RECORD EXTRACTS: Begin
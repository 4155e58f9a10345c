pub mod agents;
pub mod auth;
pub mod events;
pub mod export;
pub mod progress;
pub mod projects;
pub mod stage;

pub use events::{StreamEvent, StreamEventPayload};
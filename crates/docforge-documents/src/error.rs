use thiserror::Error;

#[derive(Error, Debug)]
pub enum DocumentError {
    #[error("database error: {0}")]
    Database(#[from] rusqlite::Error),
    #[error("serialization error: {0}")]
    Serialization(#[from] serde_json::Error),
    #[error("io error: {0}")]
    Io(#[from] std::io::Error),
    #[error("not found: {0}")]
    NotFound(String),
    #[error("epic_number is required for plan_epic documents")]
    MissingEpicNumber,
}

pub type DocumentResult<T> = Result<T, DocumentError>;
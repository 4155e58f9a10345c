use docforge_types::execution::{ExecutionStatus, Stage};
use serde::Serialize;

#[derive(Debug, Clone, Serialize)]
pub struct StageProgress {
    pub stage: Stage,
    pub status: ExecutionStatus,
    pub document_version: Option<i64>,
}

#[derive(Debug, Clone, Serialize)]
pub struct ProgressResponse {
    pub project_id: uuid::Uuid,
    pub overall_percent: f64,
    pub stages: Vec<StageProgress>,
}
pub mod capability;
pub mod error;
pub mod executor;
pub mod extract;
pub mod prompts;
pub mod types;

pub use capability::StageCapability;
pub use error::{AgentError, AgentResult};
pub use executor::{AgentExecutor, AgentOutput};
pub use types::{ParsedOutput, StageContext, StageInput};
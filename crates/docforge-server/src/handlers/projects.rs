//! Project CRUD. Every handler resolves the caller's role from project
//! membership before checking `AuthContext::require`, since the bearer
//! auth layer only proves identity, not project membership (C1/C3).

use axum::extract::{Path, Query, State};
use axum::http::StatusCode;
use axum::{Extension, Json};
use docforge_core::tenant::AuthContext;
use docforge_types::permissions::Permission;
use docforge_wire::projects::{CreateProjectRequest, ListProjectsQuery, ProjectResponse, UpdateProjectRequest};
use uuid::Uuid;

use crate::error::AppError;
use crate::state::AppState;

fn project_response(project: &docforge_types::tenant::Project) -> ProjectResponse {
    ProjectResponse {
        id: project.id,
        tenant_id: project.tenant_id,
        owner_id: project.owner_id,
        name: project.name.clone(),
        description: project.description.clone(),
        status: project.status,
        created_at: project.created_at,
        updated_at: project.updated_at,
    }
}

/// Resolves the caller's role within `project_id` and checks it against
/// `permission`, failing closed (no membership row = no access) the same
/// way `AuthContext::require` does for an unresolved role.
async fn authorize(state: &AppState, ctx: &AuthContext, project_id: Uuid, permission: Permission) -> Result<(), AppError> {
    let role = state.accounts.get_member_role(ctx.tenant_id, project_id, ctx.user_id).await?;
    let resolved = AuthContext {
        role,
        project_id: Some(project_id),
        ..ctx.clone()
    };
    resolved.require(permission)?;
    Ok(())
}

pub async fn list_projects(
    State(state): State<AppState>,
    Extension(ctx): Extension<AuthContext>,
    Query(query): Query<ListProjectsQuery>,
) -> Result<Json<Vec<ProjectResponse>>, AppError> {
    let mut projects = state.accounts.list_projects(ctx.tenant_id).await?;
    if let Some(status) = query.status {
        projects.retain(|p| p.status == status);
    }
    Ok(Json(projects.iter().map(project_response).collect()))
}

pub async fn create_project(
    State(state): State<AppState>,
    Extension(ctx): Extension<AuthContext>,
    Json(body): Json<CreateProjectRequest>,
) -> Result<(StatusCode, Json<ProjectResponse>), AppError> {
    let project = state
        .accounts
        .create_project(ctx.tenant_id, ctx.user_id, &body.name, body.description)
        .await?;
    Ok((StatusCode::CREATED, Json(project_response(&project))))
}

pub async fn get_project(
    State(state): State<AppState>,
    Extension(ctx): Extension<AuthContext>,
    Path(project_id): Path<Uuid>,
) -> Result<Json<ProjectResponse>, AppError> {
    authorize(&state, &ctx, project_id, Permission::ProjectRead).await?;
    let project = state
        .accounts
        .get_project(ctx.tenant_id, project_id)
        .await?
        .ok_or_else(|| AppError::NotFound("project not found".to_string()))?;
    Ok(Json(project_response(&project)))
}

pub async fn update_project(
    State(state): State<AppState>,
    Extension(ctx): Extension<AuthContext>,
    Path(project_id): Path<Uuid>,
    Json(body): Json<UpdateProjectRequest>,
) -> Result<Json<ProjectResponse>, AppError> {
    authorize(&state, &ctx, project_id, Permission::ProjectWrite).await?;
    let project = state
        .accounts
        .update_project(ctx.tenant_id, project_id, body.name, body.description, body.status)
        .await?;
    Ok(Json(project_response(&project)))
}

pub async fn delete_project(
    State(state): State<AppState>,
    Extension(ctx): Extension<AuthContext>,
    Path(project_id): Path<Uuid>,
) -> Result<StatusCode, AppError> {
    authorize(&state, &ctx, project_id, Permission::ProjectDelete).await?;
    let deleted = state.accounts.soft_delete_project(ctx.tenant_id, project_id).await?;
    if !deleted {
        return Err(AppError::NotFound("project not found".to_string()));
    }
    Ok(StatusCode::NO_CONTENT)
}
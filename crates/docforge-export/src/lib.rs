pub mod archive;
pub mod error;
pub mod repository;
pub mod service;
pub mod sweeper;

pub use error::{ExportError, ExportResult};
pub use repository::ExportRepository;
pub use service::ExportService;
/*!
 * Frame Contexts
 *
 * The two frame-construction primitives. Each builds one stack-scoped guard in
 * its own context and calls back; the shape is shared, only the guard differs.
 */

use crate::core::guard::{HostedGuard, NativeGuard};
use crate::core::types::ExecutionContext;
use crate::hosted::{HostedHeap, Scoped};

/// Callback invoked by a frame primitive once its guard exists
pub type FrameCallback = extern "C-unwind" fn(usize);

/// A context that can host one level of a frame chain
pub trait FrameContext {
    const CONTEXT: ExecutionContext;

    /// Stack-scoped guard owned by the frame
    type Guard;

    fn acquire(tag: usize) -> Self::Guard;

    /// Build one frame: acquire the guard, then call back with `depth`
    ///
    /// The guard outlives the callback, whether it returns or unwinds.
    #[inline(never)]
    fn enter(depth: usize, callback: FrameCallback) {
        let _guard = Self::acquire(depth);
        callback(depth);
    }
}

/// Native frame: guard torn down by `Drop`
pub struct NativeFrame;

impl FrameContext for NativeFrame {
    const CONTEXT: ExecutionContext = ExecutionContext::Native;
    type Guard = NativeGuard;

    fn acquire(tag: usize) -> NativeGuard {
        NativeGuard::new(tag)
    }
}

/// Hosted frame: guard is a hosted object with stack semantics
pub struct HostedFrame;

impl FrameContext for HostedFrame {
    const CONTEXT: ExecutionContext = ExecutionContext::Hosted;
    type Guard = Scoped<HostedGuard>;

    fn acquire(tag: usize) -> Scoped<HostedGuard> {
        HostedGuard::scoped(&HostedHeap::current(), tag)
    }
}
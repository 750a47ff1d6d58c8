/*!
 * Cleanup Journal
 *
 * Per-thread record of guard teardowns. Events are appended as guards go
 * away and drained by whoever took the mark.
 */

use super::GuardId;
use crate::core::types::{AllocationSite, ExecutionContext};
use serde::{Deserialize, Serialize};
use std::cell::RefCell;
use tracing::info;

/// How a guard was torn down
#[derive(Debug, Clone, Copy, PartialEq, Eq, Serialize, Deserialize)]
#[serde(rename_all = "snake_case")]
pub enum CleanupPhase {
    /// Native scope exit
    Destroyed,
    /// Eager hosted cleanup (scope exit of a stack-scoped hosted object)
    Disposed,
    /// Deferred hosted cleanup run by the collector
    Finalized,
}

/// A single teardown observation
#[derive(Debug, Clone, PartialEq, Eq, Serialize, Deserialize)]
pub struct CleanupEvent {
    pub id: GuardId,
    pub tag: usize,
    pub site: AllocationSite,
    pub context: ExecutionContext,
    pub phase: CleanupPhase,
}

/// Position in the journal, taken before a case runs
#[derive(Debug, Clone, Copy, PartialEq, Eq)]
pub struct JournalMark(usize);

thread_local! {
    static JOURNAL: RefCell<Vec<CleanupEvent>> = RefCell::new(Vec::new());
}

/// Accessors for the current thread's journal
pub struct CleanupJournal;

impl CleanupJournal {
    /// Append an event
    ///
    /// Called from `Drop` while unwinding, so it must not panic.
    pub fn record(event: CleanupEvent) {
        info!(
            id = event.id.raw(),
            tag = event.tag,
            site = %event.site,
            context = %event.context,
            phase = ?event.phase,
            "--- {:4} - {:?}",
            event.tag,
            event.phase
        );
        JOURNAL.with(|journal| journal.borrow_mut().push(event));
    }

    /// Current end of the journal
    pub fn mark() -> JournalMark {
        JournalMark(Self::len())
    }

    /// Events recorded after `mark`
    pub fn since(mark: JournalMark) -> Vec<CleanupEvent> {
        JOURNAL.with(|journal| {
            let journal = journal.borrow();
            journal.get(mark.0..).map(<[_]>::to_vec).unwrap_or_default()
        })
    }

    /// Number of events recorded after `mark`
    pub fn count_since(mark: JournalMark) -> usize {
        Self::len().saturating_sub(mark.0)
    }

    pub fn len() -> usize {
        JOURNAL.with(|journal| journal.borrow().len())
    }

    /// Remove and return the events recorded after `mark`
    ///
    /// The journal ends at `mark` afterwards, so the mark can be reused.
    pub fn drain_since(mark: JournalMark) -> Vec<CleanupEvent> {
        JOURNAL.with(|journal| {
            let mut journal = journal.borrow_mut();
            if mark.0 < journal.len() {
                journal.split_off(mark.0)
            } else {
                Vec::new()
            }
        })
    }

    /// Drop every recorded event
    ///
    /// Marks taken earlier become stale; take a fresh one afterwards.
    pub fn clear() {
        JOURNAL.with(|journal| journal.borrow_mut().clear());
    }
}
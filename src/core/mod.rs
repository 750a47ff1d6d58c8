/*!
 * Core Module
 * Fundamental harness types, guards and error handling
 */

pub mod errors;
pub mod guard;
pub mod limits;
pub mod types;

// Re-export for convenience
pub use errors::*;
pub use guard::{
    CleanupEvent, CleanupJournal, CleanupPhase, Guard, GuardDrop, GuardError, GuardId,
    GuardMetadata, GuardResult, HostedGuard, JournalMark, NativeGuard,
};
pub use types::*;
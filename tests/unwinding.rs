/*!
 * Unwinding tests entry point
 */

#[path = "unwinding/scenario_test.rs"]
mod scenario_test;

#[path = "unwinding/structured_test.rs"]
mod structured_test;

#[path = "unwinding/hosted_driver_test.rs"]
mod hosted_driver_test;

#[path = "unwinding/hosted_heap_test.rs"]
mod hosted_heap_test;

#[path = "unwinding/setup_test.rs"]
mod setup_test;

#[path = "unwinding/property_test.rs"]
mod property_test;

#[path = "unwinding/report_test.rs"]
mod report_test;
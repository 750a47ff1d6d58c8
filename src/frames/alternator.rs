/*!
 * Frame Alternator
 *
 * Builds a call chain of a given depth, switching execution context at every
 * level, and runs a continuation at the bottom.
 *
 * Frame primitives only pass a depth to their callback, so the continuation
 * and the builder for the running chain sit in a per-thread slot. Chains
 * nest: a continuation may start another chain.
 */

use super::context::{FrameCallback, FrameContext, HostedFrame, NativeFrame};
use crate::core::guard::HostedGuard;
use crate::core::types::ExecutionContext;
use crate::hosted::HostedHeap;
use std::cell::RefCell;
use std::rc::Rc;
use std::sync::Arc;
use tracing::{trace, warn};

/// Something that can build one frame in a given context
pub trait FrameBuilder {
    fn build_frame(&self, context: ExecutionContext, depth: usize, callback: FrameCallback);
}

/// Builds frames by calling the primitives in this crate directly
#[derive(Debug, Clone, Copy, Default)]
pub struct LocalFrames;

impl FrameBuilder for LocalFrames {
    fn build_frame(&self, context: ExecutionContext, depth: usize, callback: FrameCallback) {
        match context {
            ExecutionContext::Native => NativeFrame::enter(depth, callback),
            ExecutionContext::Hosted => HostedFrame::enter(depth, callback),
        }
    }
}

/// Builder for a hosted-context driver
///
/// Holds a stack-scoped hosted guard, tagged with the depth, around every
/// hosted frame it requests from `inner`. The guard is torn down right after
/// the one the frame itself creates.
pub struct HostedDriverFrames<B> {
    inner: B,
    heap: Arc<HostedHeap>,
}

impl<B: FrameBuilder> HostedDriverFrames<B> {
    pub fn new(inner: B, heap: Arc<HostedHeap>) -> Self {
        Self { inner, heap }
    }
}

impl<B: FrameBuilder> FrameBuilder for HostedDriverFrames<B> {
    fn build_frame(&self, context: ExecutionContext, depth: usize, callback: FrameCallback) {
        match context {
            ExecutionContext::Hosted => {
                let _guard = HostedGuard::scoped(&self.heap, depth);
                self.inner.build_frame(context, depth, callback);
            }
            ExecutionContext::Native => self.inner.build_frame(context, depth, callback),
        }
    }
}

struct Chain {
    builder: Rc<dyn FrameBuilder>,
    continuation: Option<Box<dyn FnOnce()>>,
}

thread_local! {
    static CHAINS: RefCell<Vec<Chain>> = RefCell::new(Vec::new());
}

/// Pops the chain it pushed, on return or while unwinding
struct ChainScope {
    index: usize,
}

impl ChainScope {
    fn enter(chain: Chain) -> Self {
        let index = CHAINS.with(|chains| {
            let mut chains = chains.borrow_mut();
            chains.push(chain);
            chains.len() - 1
        });
        Self { index }
    }
}

impl Drop for ChainScope {
    fn drop(&mut self) {
        // Moved out first: dropping an unused continuation must not hold the borrow
        let stale: Vec<Chain> = CHAINS.with(|chains| {
            let mut chains = chains.borrow_mut();
            if self.index < chains.len() {
                chains.split_off(self.index)
            } else {
                Vec::new()
            }
        });
        drop(stale);
    }
}

/// Recursive frame builder
pub struct FrameAlternator {
    builder: Rc<dyn FrameBuilder>,
}

impl FrameAlternator {
    pub fn new<B: FrameBuilder + 'static>(builder: B) -> Self {
        Self {
            builder: Rc::new(builder),
        }
    }

    /// Build `depth` guarded frames, then run `continuation` in the innermost
    ///
    /// Every frame's guard is torn down before this returns, whether the
    /// continuation returns or unwinds.
    pub fn run<F>(&self, depth: usize, continuation: F)
    where
        F: FnOnce() + 'static,
    {
        let _scope = ChainScope::enter(Chain {
            builder: Rc::clone(&self.builder),
            continuation: Some(Box::new(continuation)),
        });
        build_frame(depth);
    }

    /// Contexts this alternator selects for a chain of `depth`, outermost first
    pub fn contexts(depth: usize) -> Vec<ExecutionContext> {
        ExecutionContext::sequence(depth)
    }
}

#[inline(never)]
fn build_frame(depth: usize) {
    if depth == 0 {
        let continuation = CHAINS.with(|chains| {
            chains
                .borrow_mut()
                .last_mut()
                .and_then(|chain| chain.continuation.take())
        });
        match continuation {
            Some(continuation) => continuation(),
            None => warn!("frame chain bottomed out without a continuation"),
        }
        return;
    }

    let builder = CHAINS.with(|chains| chains.borrow().last().map(|c| Rc::clone(&c.builder)));
    let Some(builder) = builder else {
        warn!(depth, "frame callback invoked outside of a running chain");
        return;
    };

    let context = ExecutionContext::for_depth(depth);
    trace!(depth, %context, "building frame");
    builder.build_frame(context, depth, descend);
}

extern "C-unwind" fn descend(depth: usize) {
    build_frame(depth.saturating_sub(1));
}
RECORD EXTRACTS: End
Write out the records above exactly, from the opening line to the line with "pub enum DocumentError", including both, with nothing added.

repository 4155e58f9a10345c
pub mod agents;
pub mod auth;
pub mod events;
pub mod export;
pub mod progress;
pub mod projects;
pub mod stage;

pub use events::{StreamEvent, StreamEventPayload};
filename crates/docforge-documents/src/error.rs
use thiserror::Error;

#[derive(Error, Debug)]
pub enum DocumentError {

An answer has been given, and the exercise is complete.